Electrostatic interactions are important for local interaction and long range signal transduction. Coupled with protein dynamics modulated by antigen binding, organized distributions of charged residues could play a role in communication. This could be the case in HIV, where the net positive charge acts in regulating sensitivity to humoral immunity ⁶⁰ and broadly neutralizing antibodies of HIV-1 variants⁶¹. Several protein-protein complexes are directly controlled by electrostatic attraction. For example, the change in net charge of calmodulin from approximately −5 at pH 4.5 to −15 at pH 7.5 leaves the binding constant with positively charged peptides virtually unchanged⁶². In our non-antibody dataset, the complex of the gating domain of a Ca²⁺-activated K⁺ channel with Ca²⁺/calmodulin also has strong electrostatic attraction (18 and −23.8 at pH 6, pdb:1G4Y)⁶³. Other examples of protein complexes with strong electrostatic attraction are ribonuclease inhibitor (1a4y and 2q4g). However, the role of electrostatic interaction could be largely to discriminate against unbound proteins rather than to increase the affinity for any target protein⁶².

Proteins have no net charge at their Isoelectric points (pI). Most of the proteins’ pI values are not near physiological pH (around pH 7). Our previous study suggested that ‘proper’ populations of negatively and positively charged proteins are important for maintaining a protein-protein interaction network in a proteome⁶⁴. The universal distributions of the proteins’ pI values in the proteomes for all organisms have two peaks, one set for acidic proteins and another for basic proteins, probably due to amino acid pKa values^{65, 66} or organism function^{36, 37, 67}. The relative abundance of acidic and basic proteins differs among species. While small proteomes tend to have more basic proteins^{36, 37}, most human proteins are negatively charged at pH 7. In this sense, it is not surprising that most antibodies are positively charged, which might enable antibody proteins to approach negative charged antigens through long range electrostatic attraction. In phage display selection of specific antibodies, there is an increased average positive charge among selected proteins in comparison to proteins that are harbored in the library before selection⁶⁸.

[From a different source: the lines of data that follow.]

use meetmaster_core::{
    build_record, FieldSource, FixedClock, InputError, ProtocolService, Record, RecordKind,
    RecordPayload, RecordValidationError, ServiceError, StoreError,
};
use std::collections::VecDeque;
use std::fs;
use std::io;
use tempfile::TempDir;

/// Answers prompts from a fixed script and remembers what was asked.
#[derive(Default)]
struct ScriptedFields {
    answers: VecDeque<String>,
    asked: Vec<String>,
}

impl ScriptedFields {
    fn new(answers: &[&str]) -> Self {
        Self {
            answers: answers.iter().map(|answer| answer.to_string()).collect(),
            asked: Vec::new(),
        }
    }
}

impl FieldSource for ScriptedFields {
    fn ask(&mut self, prompt: &str) -> io::Result<String> {
        self.asked.push(prompt.to_string());
        self.answers
            .pop_front()
            .ok_or_else(|| io::Error::new(io::ErrorKind::UnexpectedEof, "script exhausted"))
    }
}

fn clock() -> FixedClock {
    FixedClock::at(2024, 5, 14, 10, 15, 0).unwrap()
}

fn service(dir: &TempDir) -> ProtocolService<FixedClock> {
    ProtocolService::new(dir.path().join("meeting_protocol.txt"), clock())
}

#[test]
fn kickoff_scenario_across_processes() {
    let dir = TempDir::new().unwrap();

    let first = service(&dir);
    let record = Record::information("Kickoff", "intro notes", "Alice", &clock()).unwrap();
    assert_eq!(first.add(record).unwrap().value, 0);

    let second = service(&dir);
    assert_eq!(second.show(None).unwrap().value, vec!["Kickoff"]);
    assert_eq!(
        second.show(Some(RecordKind::Information)).unwrap().value,
        vec!["Kickoff"]
    );
    assert!(second
        .show(Some(RecordKind::Task))
        .unwrap()
        .value
        .is_empty());
}

#[test]
fn add_prompted_asks_variant_fields_in_order() {
    let dir = TempDir::new().unwrap();
    let mut fields = ScriptedFields::new(&["plan the release", "Bob", "high", "2024-06-01"]);

    let index = service(&dir)
        .add_prompted(RecordKind::Task, "Release", None, &mut fields)
        .unwrap()
        .value;
    assert_eq!(index, 0);
    assert_eq!(fields.asked, vec!["Description", "Owner", "Priority", "Due"]);

    let records = service(&dir).records(None).unwrap().value;
    assert_eq!(
        records[0].payload,
        RecordPayload::Task {
            owner: "Bob".to_string(),
            priority: "high".to_string(),
            due: "2024-06-01".to_string(),
        }
    );
    assert_eq!(records[0].description, "plan the release");
}

#[test]
fn given_description_is_not_prompted() {
    let mut fields = ScriptedFields::new(&["approved"]);
    let record = build_record(
        RecordKind::Decision,
        "Budget",
        Some("q3".to_string()),
        &mut fields,
        &clock(),
    )
    .unwrap();

    assert_eq!(fields.asked, vec!["Result"]);
    assert_eq!(record.description, "q3");
    assert_eq!(record.creation_date, "14/05/2024");
}

#[test]
fn blank_title_fails_before_prompting() {
    let mut fields = ScriptedFields::default();
    let err = build_record(RecordKind::Information, " ", None, &mut fields, &clock()).unwrap_err();

    assert!(matches!(
        err,
        InputError::Validation(RecordValidationError::EmptyTitle)
    ));
    assert!(fields.asked.is_empty());
}

#[test]
fn exhausted_input_does_not_touch_file() {
    let dir = TempDir::new().unwrap();
    let svc = service(&dir);
    let mut fields = ScriptedFields::new(&["desc"]);

    let err = svc
        .add_prompted(RecordKind::Decision, "Budget", None, &mut fields)
        .unwrap_err();
    assert!(matches!(err, ServiceError::Input(InputError::Io(_))));
    assert!(!svc.path().exists());
}

#[test]
fn remove_out_of_range_keeps_file_unchanged() {
    let dir = TempDir::new().unwrap();
    let svc = service(&dir);
    svc.add(Record::decision("Budget", "", "approved", &clock()).unwrap())
        .unwrap();
    let before = fs::read_to_string(svc.path()).unwrap();

    let err = svc.remove(4).unwrap_err();
    assert!(matches!(
        err,
        ServiceError::Store(StoreError::OutOfRange { index: 4, len: 1 })
    ));
    assert_eq!(fs::read_to_string(svc.path()).unwrap(), before);
}

#[test]
fn remove_and_delete_all_persist() {
    let dir = TempDir::new().unwrap();
    let svc = service(&dir);
    for title in ["A", "B", "C"] {
        svc.add(Record::decision(title, "", "ok", &clock()).unwrap())
            .unwrap();
    }

    let removed = svc.remove(1).unwrap().value;
    assert_eq!(removed.title, "B");
    assert_eq!(svc.show(None).unwrap().value, vec!["A", "C"]);

    assert_eq!(svc.delete_all().unwrap().value, 2);
    assert!(svc.show(None).unwrap().value.is_empty());
}

#[test]
fn show_reports_skipped_rows() {
    let dir = TempDir::new().unwrap();
    let svc = service(&dir);
    fs::write(
        svc.path(),
        "creation_date|creation_time|kind|title|desc|given_by|result|owner|priority|due\n\
         14/05/2024|10:15:00|Note|Lunch||||||\n",
    )
    .unwrap();

    let listing = svc.show(None).unwrap();
    assert!(listing.value.is_empty());
    assert_eq!(listing.skipped.len(), 1);
    assert_eq!(listing.skipped[0].line, 2);
}

const HEADER: &str = "creation_date|creation_time|kind|title|desc|given_by|result|owner|priority|due";

#[test]
fn mutations_return_rows_dropped_by_the_rewrite() {
    let dir = TempDir::new().unwrap();
    let svc = service(&dir);
    fs::write(
        svc.path(),
        format!(
            "{HEADER}\n\
             14/05/2024|10:15:00|Information|Kickoff|intro|Alice||||\n\
             14/05/2024|10:16:00|Memo|Lunch||||||\n"
        ),
    )
    .unwrap();

    let added = svc
        .add(Record::decision("Budget", "", "approved", &clock()).unwrap())
        .unwrap();
    assert_eq!(added.value, 1);
    assert_eq!(added.skipped.len(), 1);
    assert_eq!(added.skipped[0].line, 3);

    // The rewrite no longer contains the unreadable row.
    let removed = svc.remove(0).unwrap();
    assert!(removed.skipped.is_empty());

    fs::write(
        svc.path(),
        format!("{HEADER}\n14/05/2024|10:16:00|Memo|Lunch||||||\n"),
    )
    .unwrap();
    let cleared = svc.delete_all().unwrap();
    assert_eq!(cleared.value, 0);
    assert_eq!(cleared.skipped.len(), 1);
}

#[test]
fn records_report_skipped_rows() {
    let dir = TempDir::new().unwrap();
    let svc = service(&dir);
    fs::write(
        svc.path(),
        format!(
            "{HEADER}\n\
             14/05/2024|10:15:00|Decision|Budget|||approved|||\n\
             14/05/2024|10:16:00|Task|Short\n"
        ),
    )
    .unwrap();

    let outcome = svc.records(None).unwrap();
    assert_eq!(outcome.value.len(), 1);
    assert_eq!(outcome.skipped.len(), 1);
    assert_eq!(outcome.skipped[0].line, 3);
}

#[test]
fn hand_written_backslashes_survive_a_mutation() {
    let dir = TempDir::new().unwrap();
    let svc = service(&dir);
    fs::write(
        svc.path(),
        format!("{HEADER}\n14/05/2024|10:15:00|Information|Paths|see C:\\docs|Alice||||\n"),
    )
    .unwrap();

    let added = svc
        .add(Record::decision("Budget", "", "approved", &clock()).unwrap())
        .unwrap();
    assert!(added.skipped.is_empty());

    let records = svc.records(None).unwrap().value;
    assert_eq!(records.len(), 2);
    assert_eq!(records[0].description, "see C:\\docs");
}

In conclusion, our study revealed features of antibody-antigen recognition in the interface as well as in the whole Fab domain. To recognize an unlimited number of possible antigens, antibody complementarity-determining regions need to be flexible with higher conformational entropy. However, antibodies appear to select amino acids with low side-chain entropy. Therefore, amino acid preference in antibody-protein antigen recognition can be entropy-driven, with large percentages of Tyr, Ser, and Asp, but little Lys. With unique chemistry, Tyr interacts with diverse antigen residues, especially negatively charged Asp and Glu. Electrostatic and hydrophobic interactions in the Ag binding sites might be coupled with Fab domains through organized charge and residue distributions away from the binding interfaces. Our comprehensive global and local analysis provides clues and highlights the challenge in antibody design, such as minimizing Lys in CDR regions. Humanized mouse antibodies appear to have more Lys residues in their constant domain than in their variable domain.